[Opening Supplied data section]
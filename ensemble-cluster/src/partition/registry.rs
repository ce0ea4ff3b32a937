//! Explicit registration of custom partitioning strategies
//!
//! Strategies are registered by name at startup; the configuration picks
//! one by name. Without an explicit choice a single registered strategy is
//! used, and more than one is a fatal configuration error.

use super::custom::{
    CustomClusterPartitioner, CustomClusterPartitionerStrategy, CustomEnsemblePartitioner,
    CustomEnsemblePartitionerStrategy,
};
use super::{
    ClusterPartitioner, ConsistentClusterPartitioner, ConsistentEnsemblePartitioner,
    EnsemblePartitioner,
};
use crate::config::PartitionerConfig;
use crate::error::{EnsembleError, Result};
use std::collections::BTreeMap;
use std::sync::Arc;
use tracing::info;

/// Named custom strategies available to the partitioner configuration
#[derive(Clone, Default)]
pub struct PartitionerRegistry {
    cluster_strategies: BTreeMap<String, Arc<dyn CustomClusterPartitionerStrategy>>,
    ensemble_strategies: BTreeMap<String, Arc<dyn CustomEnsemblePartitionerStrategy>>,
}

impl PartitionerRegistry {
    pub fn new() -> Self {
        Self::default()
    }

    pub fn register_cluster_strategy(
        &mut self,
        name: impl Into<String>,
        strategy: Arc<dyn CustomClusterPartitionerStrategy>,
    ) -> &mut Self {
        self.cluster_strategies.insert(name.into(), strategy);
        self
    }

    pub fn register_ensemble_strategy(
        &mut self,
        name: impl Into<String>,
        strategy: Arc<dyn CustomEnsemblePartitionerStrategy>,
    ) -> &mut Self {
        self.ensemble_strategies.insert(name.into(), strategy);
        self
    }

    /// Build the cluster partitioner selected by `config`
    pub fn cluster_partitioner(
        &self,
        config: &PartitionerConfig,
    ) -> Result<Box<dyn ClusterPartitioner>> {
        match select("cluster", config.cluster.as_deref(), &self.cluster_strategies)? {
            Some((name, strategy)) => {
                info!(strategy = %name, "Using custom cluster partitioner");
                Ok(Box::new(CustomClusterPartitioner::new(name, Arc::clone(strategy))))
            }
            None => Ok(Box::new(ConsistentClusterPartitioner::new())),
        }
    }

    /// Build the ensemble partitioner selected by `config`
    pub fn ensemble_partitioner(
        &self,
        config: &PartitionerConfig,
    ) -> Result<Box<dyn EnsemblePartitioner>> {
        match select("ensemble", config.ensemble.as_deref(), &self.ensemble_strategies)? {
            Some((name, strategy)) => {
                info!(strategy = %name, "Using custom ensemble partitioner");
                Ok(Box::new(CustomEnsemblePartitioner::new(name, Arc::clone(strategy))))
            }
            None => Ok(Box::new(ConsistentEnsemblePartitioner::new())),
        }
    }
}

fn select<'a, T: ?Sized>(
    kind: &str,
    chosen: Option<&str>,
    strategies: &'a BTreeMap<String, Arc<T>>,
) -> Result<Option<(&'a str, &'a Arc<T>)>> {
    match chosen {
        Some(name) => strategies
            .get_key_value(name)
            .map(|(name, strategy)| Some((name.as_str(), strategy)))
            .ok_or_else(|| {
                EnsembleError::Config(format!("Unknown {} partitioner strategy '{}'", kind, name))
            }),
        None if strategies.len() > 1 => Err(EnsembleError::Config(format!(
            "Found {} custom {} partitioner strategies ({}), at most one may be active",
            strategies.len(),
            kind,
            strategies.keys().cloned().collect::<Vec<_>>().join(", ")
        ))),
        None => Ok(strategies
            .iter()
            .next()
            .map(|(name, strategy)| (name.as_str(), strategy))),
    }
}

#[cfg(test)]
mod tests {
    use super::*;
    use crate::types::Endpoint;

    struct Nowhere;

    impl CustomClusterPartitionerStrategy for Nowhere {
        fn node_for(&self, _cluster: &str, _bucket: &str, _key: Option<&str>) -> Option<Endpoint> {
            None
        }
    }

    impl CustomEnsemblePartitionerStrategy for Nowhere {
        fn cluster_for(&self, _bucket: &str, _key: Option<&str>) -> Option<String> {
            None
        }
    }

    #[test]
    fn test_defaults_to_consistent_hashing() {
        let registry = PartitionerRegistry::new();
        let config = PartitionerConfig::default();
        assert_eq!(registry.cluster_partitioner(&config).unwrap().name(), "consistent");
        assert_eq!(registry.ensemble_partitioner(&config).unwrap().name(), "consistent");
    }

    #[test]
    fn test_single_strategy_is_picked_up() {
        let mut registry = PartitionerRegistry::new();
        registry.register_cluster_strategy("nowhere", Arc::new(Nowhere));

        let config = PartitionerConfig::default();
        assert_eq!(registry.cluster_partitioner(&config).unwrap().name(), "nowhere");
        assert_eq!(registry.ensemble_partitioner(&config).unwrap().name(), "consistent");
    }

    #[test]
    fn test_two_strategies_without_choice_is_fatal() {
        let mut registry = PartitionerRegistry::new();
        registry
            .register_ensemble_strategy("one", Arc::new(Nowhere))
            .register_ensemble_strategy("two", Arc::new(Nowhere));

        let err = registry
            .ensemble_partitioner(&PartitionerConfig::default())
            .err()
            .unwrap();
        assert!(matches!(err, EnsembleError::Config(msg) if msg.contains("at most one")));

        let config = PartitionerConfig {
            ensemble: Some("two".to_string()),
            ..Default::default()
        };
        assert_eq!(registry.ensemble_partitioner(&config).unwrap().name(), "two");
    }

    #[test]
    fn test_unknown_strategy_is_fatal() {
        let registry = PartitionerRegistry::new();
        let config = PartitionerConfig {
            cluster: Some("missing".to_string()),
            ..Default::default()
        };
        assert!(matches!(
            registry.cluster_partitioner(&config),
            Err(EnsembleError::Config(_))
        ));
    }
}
[Closing Supplied data section]
- **Try it**
Track down every line of the material containing the string "crate", and copy it.

- **Result of the task**
use crate::config::PartitionerConfig;
use crate::error::{EnsembleError, Result};
    use crate::types::Endpoint;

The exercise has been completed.